→ Excerpts from a dataset
++++++

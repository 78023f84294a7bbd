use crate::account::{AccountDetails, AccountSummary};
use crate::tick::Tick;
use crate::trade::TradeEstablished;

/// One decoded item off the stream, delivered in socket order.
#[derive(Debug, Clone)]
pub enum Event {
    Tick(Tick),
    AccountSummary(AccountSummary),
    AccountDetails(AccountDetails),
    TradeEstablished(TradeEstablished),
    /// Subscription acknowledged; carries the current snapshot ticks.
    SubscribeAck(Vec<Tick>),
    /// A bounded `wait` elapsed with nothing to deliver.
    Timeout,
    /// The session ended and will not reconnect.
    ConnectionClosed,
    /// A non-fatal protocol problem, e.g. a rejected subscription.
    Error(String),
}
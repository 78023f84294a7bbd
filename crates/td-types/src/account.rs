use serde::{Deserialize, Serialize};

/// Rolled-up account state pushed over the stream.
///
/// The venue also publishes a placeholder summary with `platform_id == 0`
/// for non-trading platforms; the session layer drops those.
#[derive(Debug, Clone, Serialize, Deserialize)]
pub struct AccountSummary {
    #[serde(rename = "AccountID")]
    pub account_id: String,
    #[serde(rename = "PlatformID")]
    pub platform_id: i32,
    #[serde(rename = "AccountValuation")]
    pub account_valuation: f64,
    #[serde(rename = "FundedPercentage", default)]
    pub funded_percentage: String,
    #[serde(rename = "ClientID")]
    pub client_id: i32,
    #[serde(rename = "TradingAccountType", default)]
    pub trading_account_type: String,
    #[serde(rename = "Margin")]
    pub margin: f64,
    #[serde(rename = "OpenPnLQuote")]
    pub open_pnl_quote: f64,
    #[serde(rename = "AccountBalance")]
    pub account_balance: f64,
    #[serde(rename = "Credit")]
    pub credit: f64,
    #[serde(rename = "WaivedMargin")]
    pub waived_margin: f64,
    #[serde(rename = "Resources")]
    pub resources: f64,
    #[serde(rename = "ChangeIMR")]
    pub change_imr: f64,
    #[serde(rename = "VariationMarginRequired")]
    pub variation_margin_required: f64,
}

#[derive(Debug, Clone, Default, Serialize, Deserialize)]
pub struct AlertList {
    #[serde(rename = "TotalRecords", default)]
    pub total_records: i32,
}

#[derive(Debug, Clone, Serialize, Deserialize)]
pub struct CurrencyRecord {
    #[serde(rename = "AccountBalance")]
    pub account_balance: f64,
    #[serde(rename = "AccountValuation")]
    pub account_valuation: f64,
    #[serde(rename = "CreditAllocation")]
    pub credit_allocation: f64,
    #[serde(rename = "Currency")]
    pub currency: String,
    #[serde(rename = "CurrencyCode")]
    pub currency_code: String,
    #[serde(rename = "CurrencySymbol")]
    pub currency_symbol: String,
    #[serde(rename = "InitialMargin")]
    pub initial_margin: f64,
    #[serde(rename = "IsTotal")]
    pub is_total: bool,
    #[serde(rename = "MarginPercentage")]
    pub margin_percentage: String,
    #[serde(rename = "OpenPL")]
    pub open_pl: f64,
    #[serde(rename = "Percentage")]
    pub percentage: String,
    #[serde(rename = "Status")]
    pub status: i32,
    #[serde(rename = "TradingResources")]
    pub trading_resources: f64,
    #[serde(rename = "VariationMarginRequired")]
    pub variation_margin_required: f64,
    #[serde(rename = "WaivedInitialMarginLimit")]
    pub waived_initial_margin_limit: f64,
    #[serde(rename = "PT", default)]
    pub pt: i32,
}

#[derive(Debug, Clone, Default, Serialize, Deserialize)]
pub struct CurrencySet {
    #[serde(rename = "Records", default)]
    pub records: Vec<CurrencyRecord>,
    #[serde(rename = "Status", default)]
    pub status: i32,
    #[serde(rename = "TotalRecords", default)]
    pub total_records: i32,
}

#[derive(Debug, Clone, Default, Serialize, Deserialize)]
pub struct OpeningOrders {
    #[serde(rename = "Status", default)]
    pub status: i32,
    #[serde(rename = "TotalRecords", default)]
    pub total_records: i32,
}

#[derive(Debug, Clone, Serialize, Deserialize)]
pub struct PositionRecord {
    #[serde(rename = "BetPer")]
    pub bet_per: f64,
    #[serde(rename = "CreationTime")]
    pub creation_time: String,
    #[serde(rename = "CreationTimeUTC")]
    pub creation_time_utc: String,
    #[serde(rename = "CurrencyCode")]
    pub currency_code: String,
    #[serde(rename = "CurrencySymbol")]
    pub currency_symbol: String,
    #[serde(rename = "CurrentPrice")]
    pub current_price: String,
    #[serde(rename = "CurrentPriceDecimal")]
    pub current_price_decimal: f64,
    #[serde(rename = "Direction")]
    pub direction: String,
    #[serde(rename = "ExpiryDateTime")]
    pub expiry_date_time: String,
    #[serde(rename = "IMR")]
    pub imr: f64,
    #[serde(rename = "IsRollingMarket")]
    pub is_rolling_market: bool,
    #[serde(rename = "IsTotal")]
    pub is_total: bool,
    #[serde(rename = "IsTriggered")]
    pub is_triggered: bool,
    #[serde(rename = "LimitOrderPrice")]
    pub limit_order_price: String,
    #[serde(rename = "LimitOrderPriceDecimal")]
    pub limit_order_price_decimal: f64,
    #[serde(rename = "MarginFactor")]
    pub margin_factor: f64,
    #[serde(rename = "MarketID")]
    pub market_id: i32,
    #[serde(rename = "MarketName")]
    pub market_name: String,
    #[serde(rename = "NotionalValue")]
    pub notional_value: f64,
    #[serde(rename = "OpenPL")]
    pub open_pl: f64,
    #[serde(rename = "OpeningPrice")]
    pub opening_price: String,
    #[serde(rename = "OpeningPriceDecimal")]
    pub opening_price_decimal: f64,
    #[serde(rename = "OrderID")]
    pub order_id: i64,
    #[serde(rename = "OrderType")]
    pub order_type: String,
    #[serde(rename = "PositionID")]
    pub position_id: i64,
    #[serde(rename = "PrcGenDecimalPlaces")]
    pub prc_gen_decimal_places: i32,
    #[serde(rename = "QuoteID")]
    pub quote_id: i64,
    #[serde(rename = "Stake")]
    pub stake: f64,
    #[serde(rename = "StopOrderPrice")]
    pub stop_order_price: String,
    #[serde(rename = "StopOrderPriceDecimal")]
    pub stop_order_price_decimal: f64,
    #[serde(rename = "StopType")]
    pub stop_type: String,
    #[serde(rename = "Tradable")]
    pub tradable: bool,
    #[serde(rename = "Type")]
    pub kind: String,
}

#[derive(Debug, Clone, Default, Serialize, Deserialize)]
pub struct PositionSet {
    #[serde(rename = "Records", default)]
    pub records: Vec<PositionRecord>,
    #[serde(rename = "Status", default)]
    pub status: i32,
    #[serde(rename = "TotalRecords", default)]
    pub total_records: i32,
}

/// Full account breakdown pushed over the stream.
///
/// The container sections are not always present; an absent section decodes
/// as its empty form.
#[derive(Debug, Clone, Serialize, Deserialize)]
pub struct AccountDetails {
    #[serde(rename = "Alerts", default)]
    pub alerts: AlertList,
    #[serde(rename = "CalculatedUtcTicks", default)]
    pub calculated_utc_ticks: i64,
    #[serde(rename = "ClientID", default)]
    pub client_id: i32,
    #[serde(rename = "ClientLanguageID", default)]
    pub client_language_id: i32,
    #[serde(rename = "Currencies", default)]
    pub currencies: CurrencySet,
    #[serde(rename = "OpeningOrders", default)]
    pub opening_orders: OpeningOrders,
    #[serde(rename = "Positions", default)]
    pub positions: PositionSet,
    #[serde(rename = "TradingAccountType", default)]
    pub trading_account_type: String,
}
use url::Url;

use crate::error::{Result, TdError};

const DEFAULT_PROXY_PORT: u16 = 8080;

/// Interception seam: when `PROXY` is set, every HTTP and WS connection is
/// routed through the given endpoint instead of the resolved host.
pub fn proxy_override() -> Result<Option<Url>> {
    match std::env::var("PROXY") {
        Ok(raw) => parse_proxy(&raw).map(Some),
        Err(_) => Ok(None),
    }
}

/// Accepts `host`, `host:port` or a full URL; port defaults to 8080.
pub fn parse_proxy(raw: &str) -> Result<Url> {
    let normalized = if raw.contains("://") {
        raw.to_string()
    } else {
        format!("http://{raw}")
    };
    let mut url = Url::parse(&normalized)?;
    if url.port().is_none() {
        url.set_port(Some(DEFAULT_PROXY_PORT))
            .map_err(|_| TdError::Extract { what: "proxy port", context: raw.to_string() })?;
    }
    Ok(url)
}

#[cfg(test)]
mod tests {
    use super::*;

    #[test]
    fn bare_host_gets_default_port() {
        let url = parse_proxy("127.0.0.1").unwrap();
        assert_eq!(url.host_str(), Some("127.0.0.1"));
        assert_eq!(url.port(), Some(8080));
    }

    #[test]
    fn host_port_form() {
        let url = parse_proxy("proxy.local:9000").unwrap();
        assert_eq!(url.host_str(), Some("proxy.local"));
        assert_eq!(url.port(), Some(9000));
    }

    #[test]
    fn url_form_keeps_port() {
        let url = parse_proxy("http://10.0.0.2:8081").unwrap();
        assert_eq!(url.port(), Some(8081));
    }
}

++++++

→ PROBLEM DETAILS
The expected result is every line above containing the string "AccountDetails".

→ WORKED SOLUTION
use crate::account::{AccountDetails, AccountSummary};
    AccountDetails(AccountDetails),
pub struct AccountDetails {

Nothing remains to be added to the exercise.